(Dataset excerpts)
====

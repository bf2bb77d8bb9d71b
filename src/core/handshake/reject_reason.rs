//! Reasons carried by handshake rejections.

use core::fmt;

/// Why an offer was rejected.
#[derive(Clone, Copy, Debug, PartialEq, Eq)]
pub enum RejectReason {
  /// An association with the offering node already exists.
  Duplicate,
  /// A concurrent handshake in the other direction won the tie-break.
  ConcurrentLost,
  /// The offering node is tombstoned on the accepting side.
  Tombstoned,
  /// The offer's target does not match the accepting node.
  WrongTarget,
  /// Any other failure, described by the reject message.
  Other,
}

impl RejectReason {
  /// Encodes the reason into its wire code.
  #[must_use]
  pub const fn to_wire(self) -> u8 {
    match self {
      | Self::Duplicate => 1,
      | Self::ConcurrentLost => 2,
      | Self::Tombstoned => 3,
      | Self::WrongTarget => 4,
      | Self::Other => 5,
    }
  }

  /// Restores the reason from its wire code.
  #[must_use]
  pub const fn from_wire(value: u8) -> Option<Self> {
    match value {
      | 1 => Some(Self::Duplicate),
      | 2 => Some(Self::ConcurrentLost),
      | 3 => Some(Self::Tombstoned),
      | 4 => Some(Self::WrongTarget),
      | 5 => Some(Self::Other),
      | _ => None,
    }
  }
}

impl fmt::Display for RejectReason {
  fn fmt(&self, f: &mut fmt::Formatter<'_>) -> fmt::Result {
    match self {
      | Self::Duplicate => write!(f, "duplicate"),
      | Self::ConcurrentLost => write!(f, "concurrent handshake lost"),
      | Self::Tombstoned => write!(f, "tombstoned"),
      | Self::WrongTarget => write!(f, "wrong target"),
      | Self::Other => write!(f, "other"),
    }
  }
}
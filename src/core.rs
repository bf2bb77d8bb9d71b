//! Core association primitives shared between std and no_std configurations.

mod actor_address;
mod association;
mod cluster_shell;
mod dead_letter;
mod handshake;
mod inbound_frame;
mod inbound_handler;
mod loopback_channel;
mod node;
mod node_id;
mod outbound_channel;
mod pending_queue;
mod send_error;
mod serialization_context;
mod serialized_message;
mod settings;
mod system_message;
mod tombstone;
mod tombstone_registry;
mod transport_envelope;
mod unique_node;
mod wire_error;
mod wire_format;
mod write_future;

pub use actor_address::ActorAddress;
pub use association::{Association, AssociationStateKind};
pub use cluster_shell::{ClusterShell, ClusterShellShared, RemotingLifecycleEvent, ShellEffect};
pub use dead_letter::{DeadLetterEntry, DeadLetterReason, DeadLetterSink, DeadLetters, UndeliveredMessage};
pub use handshake::{
  HandshakeError, HandshakeFrame, HandshakeKind, HandshakeState, HandshakeStateMachine, NegotiatedHandshake,
  RejectReason,
};
pub use inbound_frame::InboundFrame;
pub use inbound_handler::InboundHandler;
pub use loopback_channel::LoopbackChannel;
pub use node::{Node, DEFAULT_PROTOCOL};
pub use node_id::NodeId;
pub use outbound_channel::{ChannelError, OutboundChannel};
pub use pending_queue::PendingQueue;
pub use send_error::SendError;
pub use serialization_context::SerializationContext;
pub use serialized_message::SerializedMessage;
pub use settings::ClusterSettings;
pub use system_message::SystemMessage;
pub use tombstone::Tombstone;
pub use tombstone_registry::TombstoneRegistry;
pub use transport_envelope::{TransportEnvelope, SYSTEM_FRAME_TAG, USER_FRAME_TAG};
pub use unique_node::UniqueNode;
pub use wire_error::WireError;
pub use write_future::WriteFuture;
//! Set of terminated-peer markers with periodic reaping.

#[cfg(test)]
mod tests;

use alloc::vec::Vec;
use core::time::Duration;

use hashbrown::HashSet;

use crate::core::{tombstone::Tombstone, unique_node::UniqueNode};

/// Tracks tombstones until their removal deadlines pass.
#[derive(Debug, Default)]
pub struct TombstoneRegistry {
  entries: HashSet<Tombstone>,
}

impl TombstoneRegistry {
  /// Creates an empty registry.
  #[must_use]
  pub fn new() -> Self {
    Self::default()
  }

  /// Installs a tombstone, replacing any existing marker for the same peer
  /// so the later deadline wins.
  pub fn install(&mut self, tombstone: Tombstone) {
    self.entries.replace(tombstone);
  }

  /// Returns `true` when the peer is currently tombstoned.
  #[must_use]
  pub fn contains(&self, remote_node: &UniqueNode) -> bool {
    self.entries.contains(&Tombstone::probe(remote_node.clone()))
  }

  /// Removes every tombstone whose deadline is at or before `now` and
  /// returns the affected peers.
  pub fn reap(&mut self, now: Duration) -> Vec<UniqueNode> {
    let expired: Vec<Tombstone> =
      self.entries.iter().filter(|tombstone| tombstone.is_expired(now)).cloned().collect();
    for tombstone in &expired {
      self.entries.remove(tombstone);
    }
    expired.into_iter().map(|tombstone| tombstone.remote_node().clone()).collect()
  }

  /// Returns the number of live tombstones.
  #[must_use]
  pub fn len(&self) -> usize {
    self.entries.len()
  }

  /// Returns `true` when no tombstone is held.
  #[must_use]
  pub fn is_empty(&self) -> bool {
    self.entries.is_empty()
  }
}
//! Errors surfaced through write futures.

use core::fmt;

use crate::core::outbound_channel::ChannelError;

/// Why an envelope's write future failed.
#[derive(Clone, Debug, PartialEq, Eq)]
pub enum SendError {
  /// The association was terminated; the envelope went to dead letters.
  AssociationTerminated,
  /// The transport failed to write the envelope. The association itself is
  /// unaffected; reconnection policy is the transport's concern.
  ChannelWrite(ChannelError),
}

impl fmt::Display for SendError {
  fn fmt(&self, f: &mut fmt::Formatter<'_>) -> fmt::Result {
    match self {
      | Self::AssociationTerminated => write!(f, "association terminated"),
      | Self::ChannelWrite(error) => write!(f, "channel write failed: {error}"),
    }
  }
}

impl From<ChannelError> for SendError {
  fn from(value: ChannelError) -> Self {
    Self::ChannelWrite(value)
  }
}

====

> **What the task asks**
Having read the records above, print them out again exactly.

> **Written answer**
repository bf2bb77d8bb9d71b
filename src/core/handshake/reject_reason.rs
//! Reasons carried by handshake rejections.

use core::fmt;

/// Why an offer was rejected.
#[derive(Clone, Copy, Debug, PartialEq, Eq)]
pub enum RejectReason {
  /// An association with the offering node already exists.
  Duplicate,
  /// A concurrent handshake in the other direction won the tie-break.
  ConcurrentLost,
  /// The offering node is tombstoned on the accepting side.
  Tombstoned,
  /// The offer's target does not match the accepting node.
  WrongTarget,
  /// Any other failure, described by the reject message.
  Other,
}

impl RejectReason {
  /// Encodes the reason into its wire code.
  #[must_use]
  pub const fn to_wire(self) -> u8 {
    match self {
      | Self::Duplicate => 1,
      | Self::ConcurrentLost => 2,
      | Self::Tombstoned => 3,
      | Self::WrongTarget => 4,
      | Self::Other => 5,
    }
  }

  /// Restores the reason from its wire code.
  #[must_use]
  pub const fn from_wire(value: u8) -> Option<Self> {
    match value {
      | 1 => Some(Self::Duplicate),
      | 2 => Some(Self::ConcurrentLost),
      | 3 => Some(Self::Tombstoned),
      | 4 => Some(Self::WrongTarget),
      | 5 => Some(Self::Other),
      | _ => None,
    }
  }
}

impl fmt::Display for RejectReason {
  fn fmt(&self, f: &mut fmt::Formatter<'_>) -> fmt::Result {
    match self {
      | Self::Duplicate => write!(f, "duplicate"),
      | Self::ConcurrentLost => write!(f, "concurrent handshake lost"),
      | Self::Tombstoned => write!(f, "tombstoned"),
      | Self::WrongTarget => write!(f, "wrong target"),
      | Self::Other => write!(f, "other"),
    }
  }
}
filename src/core.rs
repository bf2bb77d8bb9d71b
//! Core association primitives shared between std and no_std configurations.

mod actor_address;
mod association;
mod cluster_shell;
mod dead_letter;
mod handshake;
mod inbound_frame;
mod inbound_handler;
mod loopback_channel;
mod node;
mod node_id;
mod outbound_channel;
mod pending_queue;
mod send_error;
mod serialization_context;
mod serialized_message;
mod settings;
mod system_message;
mod tombstone;
mod tombstone_registry;
mod transport_envelope;
mod unique_node;
mod wire_error;
mod wire_format;
mod write_future;

pub use actor_address::ActorAddress;
pub use association::{Association, AssociationStateKind};
pub use cluster_shell::{ClusterShell, ClusterShellShared, RemotingLifecycleEvent, ShellEffect};
pub use dead_letter::{DeadLetterEntry, DeadLetterReason, DeadLetterSink, DeadLetters, UndeliveredMessage};
pub use handshake::{
  HandshakeError, HandshakeFrame, HandshakeKind, HandshakeState, HandshakeStateMachine, NegotiatedHandshake,
  RejectReason,
};
pub use inbound_frame::InboundFrame;
pub use inbound_handler::InboundHandler;
pub use loopback_channel::LoopbackChannel;
pub use node::{Node, DEFAULT_PROTOCOL};
pub use node_id::NodeId;
pub use outbound_channel::{ChannelError, OutboundChannel};
pub use pending_queue::PendingQueue;
pub use send_error::SendError;
pub use serialization_context::SerializationContext;
pub use serialized_message::SerializedMessage;
pub use settings::ClusterSettings;
pub use system_message::SystemMessage;
pub use tombstone::Tombstone;
pub use tombstone_registry::TombstoneRegistry;
pub use transport_envelope::{TransportEnvelope, SYSTEM_FRAME_TAG, USER_FRAME_TAG};
pub use unique_node::UniqueNode;
pub use wire_error::WireError;
pub use write_future::WriteFuture;
//! Set of terminated-peer markers with periodic reaping.

#[cfg(test)]
mod tests;

use alloc::vec::Vec;
use core::time::Duration;

use hashbrown::HashSet;

use crate::core::{tombstone::Tombstone, unique_node::UniqueNode};

/// Tracks tombstones until their removal deadlines pass.
#[derive(Debug, Default)]
pub struct TombstoneRegistry {
  entries: HashSet<Tombstone>,
}

impl TombstoneRegistry {
  /// Creates an empty registry.
  #[must_use]
  pub fn new() -> Self {
    Self::default()
  }

  /// Installs a tombstone, replacing any existing marker for the same peer
  /// so the later deadline wins.
  pub fn install(&mut self, tombstone: Tombstone) {
    self.entries.replace(tombstone);
  }

  /// Returns `true` when the peer is currently tombstoned.
  #[must_use]
  pub fn contains(&self, remote_node: &UniqueNode) -> bool {
    self.entries.contains(&Tombstone::probe(remote_node.clone()))
  }

  /// Removes every tombstone whose deadline is at or before `now` and
  /// returns the affected peers.
  pub fn reap(&mut self, now: Duration) -> Vec<UniqueNode> {
    let expired: Vec<Tombstone> =
      self.entries.iter().filter(|tombstone| tombstone.is_expired(now)).cloned().collect();
    for tombstone in &expired {
      self.entries.remove(tombstone);
    }
    expired.into_iter().map(|tombstone| tombstone.remote_node().clone()).collect()
  }

  /// Returns the number of live tombstones.
  #[must_use]
  pub fn len(&self) -> usize {
    self.entries.len()
  }

  /// Returns `true` when no tombstone is held.
  #[must_use]
  pub fn is_empty(&self) -> bool {
    self.entries.is_empty()
  }
}
//! Errors surfaced through write futures.

use core::fmt;

use crate::core::outbound_channel::ChannelError;

/// Why an envelope's write future failed.
#[derive(Clone, Debug, PartialEq, Eq)]
pub enum SendError {
  /// The association was terminated; the envelope went to dead letters.
  AssociationTerminated,
  /// The transport failed to write the envelope. The association itself is
  /// unaffected; reconnection policy is the transport's concern.
  ChannelWrite(ChannelError),
}

impl fmt::Display for SendError {
  fn fmt(&self, f: &mut fmt::Formatter<'_>) -> fmt::Result {
    match self {
      | Self::AssociationTerminated => write!(f, "association terminated"),
      | Self::ChannelWrite(error) => write!(f, "channel write failed: {error}"),
    }
  }
}

impl From<ChannelError> for SendError {
  fn from(value: ChannelError) -> Self {
    Self::ChannelWrite(value)
  }
}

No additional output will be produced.